Les pays signataires de ces différents textes s'engagent à respecter les mêmes critères de conservation, qui peuvent avoir pour sujet des espèces animales ou végétales ou des sites et habitats « sanctuaires ».

La protection des sites d'exception

La disparition de nombreux sites prestigieux a conduit à la mise en place d'accords pour assurer la protection de ceux demeurant encore intacts. Ces accords concernent, pour la plupart, des espaces naturels aux écosystèmes spécifiques, mais peuvent aussi assurer la sauvegarde du patrimoine humain, comme c'est le cas des sites du Patrimoine mondial.

La convention concernant la protection du patrimoine culturel et naturel mondial de l'UNESCO

En 1972, sous l'égide de l'UNESCO, organisme à vocation culturelle, scientifique et éducative des Nations Unies, la convention, ratifiée par la France et la Grande-Bretagne en avril 1988, concernant la protection du patrimoine culturel et naturel mondial protège les sites du patrimoine naturel et culturel les plus prestigieux de l'humanité, inscrits sur la liste du Patrimoine mondial.

 

« Sont concernés les sites naturels qui, par leurs caractéristiques physiques ou biologiques, et notamment ceux qui constituent l'habitat d'espèces animales ou végétales menacées, ont une valeur universelle exceptionnelle en matière de science, de conservation ou de beauté du paysage ».

Le Mont-Saint-Michel est le seul site protégé par la convention dans la zone transmanche.

Le programme Man and Biosphere de l'UNESCO

Le programme Man and Biosphere, lancé en 1970 par l'UNESCO, consiste en l'établissement des bases de l'utilisation rationnelle et de la conservation des ressources de la biosphère et la « conservation des zones naturelles et du matériel génétique qu'elles contiennent ».

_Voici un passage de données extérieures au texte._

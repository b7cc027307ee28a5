//! Orderly shutdown of a single session: stop keepalive, cancel every
//! background worker, disconnect the Game Coordinator client, deregister,
//! and mark the session `completed`. Idempotent — the second call after the
//! first has run is a no-op.

use std::sync::Arc;

use gargamel_shared::SessionState;

use super::state::GameSession;

pub async fn teardown(session: Arc<GameSession>) {
    {
        let mut torn_down = session.torn_down.lock().await;
        if *torn_down {
            return;
        }
        *torn_down = true;
    }

    tracing::info!(game_id = %session.game_id, "tearing down session");

    *session.keepalive_running.lock().await = false;
    let _ = session.cancel_tx.send(true);

    if let Err(err) = session.gc.disconnect().await {
        tracing::warn!(game_id = %session.game_id, error = %err, "disconnect failed during teardown");
    }

    if let Some(handle) = session.driver_handle.lock().await.take() {
        handle.abort();
    }

    {
        let mut state = session.state.lock().await;
        if !matches!(*state, SessionState::Error { .. }) {
            *state = SessionState::Completed;
        }
    }

    let registry = session.registry.lock().await.clone();
    if let Some(registry) = registry {
        registry.remove(&session.game_id).await;
    }
}

#[cfg(test)]
mod tests {
    use super::*;
    use crate::registry::GameRegistry;
    use crate::session::test_support::test_session;

    #[tokio::test]
    async fn teardown_is_idempotent_and_deregisters() {
        let registry = Arc::new(GameRegistry::new());
        let session = test_session("g1");
        registry.add(session.clone()).await;
        session.attach_registry(registry.clone()).await;

        teardown(session.clone()).await;
        assert!(registry.lookup("g1").await.is_none());
        assert!(session.is_cancelled());

        // Second call must not panic or re-run side effects.
        teardown(session.clone()).await;
    }
}
//! Session lifecycle state and the `GameStatus` DTO.

use serde::{Deserialize, Serialize};

use crate::config_model::{GameMode, ServerRegion, SteamId};

/// Lifecycle state. `Error` carries the surfaced failure message — the
/// session's `error` field is the single surfaced failure channel.
#[derive(Clone, Debug, PartialEq, Serialize, Deserialize)]
#[serde(tag = "state", rename_all = "snake_case")]
pub enum SessionState {
    Creating,
    Waiting,
    Launching,
    InProgress,
    Postgame,
    Completed,
    Error { message: String },
}

impl SessionState {
    pub fn label(&self) -> &'static str {
        match self {
            SessionState::Creating => "creating",
            SessionState::Waiting => "waiting",
            SessionState::Launching => "launching",
            SessionState::InProgress => "in_progress",
            SessionState::Postgame => "postgame",
            SessionState::Completed => "completed",
            SessionState::Error { .. } => "error",
        }
    }

    /// State never moves backwards out of postgame, completed, or error.
    pub fn is_terminal_or_postgame(&self) -> bool {
        matches!(
            self,
            SessionState::Postgame | SessionState::Completed | SessionState::Error { .. }
        )
    }

    /// Whether moving from `self` to `new` respects the same invariant:
    /// once postgame, completed, or error, the only legal moves are the
    /// forward ones into completed or error.
    pub fn allows_transition_to(&self, new: &SessionState) -> bool {
        if !self.is_terminal_or_postgame() {
            return true;
        }
        matches!(new, SessionState::Completed | SessionState::Error { .. })
    }
}

/// Status snapshot returned by `GET /game/{id}` and `GET /games`.
#[derive(Clone, Debug, Serialize, Deserialize)]
pub struct GameStatus {
    pub game_id: String,
    pub state: String,
    pub lobby_id: u64,
    pub game_mode: GameMode,
    pub server_region: ServerRegion,
    pub allow_cheats: bool,
    pub radiant_count: usize,
    pub dire_count: usize,
    pub radiant_team: Vec<SteamId>,
    pub dire_team: Vec<SteamId>,
    pub polling_active: bool,
    pub polling_done: bool,
    pub pass_key: String,
    #[serde(skip_serializing_if = "Option::is_none")]
    pub error: Option<String>,
}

Les projets du programme furent axés principalement sur la recherche concernant le fonctionnement et la gestion des écosystèmes et la création du réseau mondial des Réserves de la Biosphère.

Ces réserves constituent des exemples représentatifs de grands biomes naturels, ayant des caractéristiques naturelles inhabituelles d'intérêt exceptionnel (présence de populations d'espèces rares, exemples d'écosystèmes modifiés ou dégradés capables d'être restaurés). Elles répondent à trois objectifs :

  • une fonction de conservation des ressources génétiques, des écosystèmes et de la diversité biologique,
  • une fonction logistique, pour constituer un réseau international de zones contribuant aux activités de recherche sur le terrain, de surveillance continue entreprise dans le cadre du MAB et d'échange d'informations sur la conservation et la gestion des écosystèmes naturels et la formation,
  • une fonction de développement, afin d'associer environnement et développement par l'éducation et la formation.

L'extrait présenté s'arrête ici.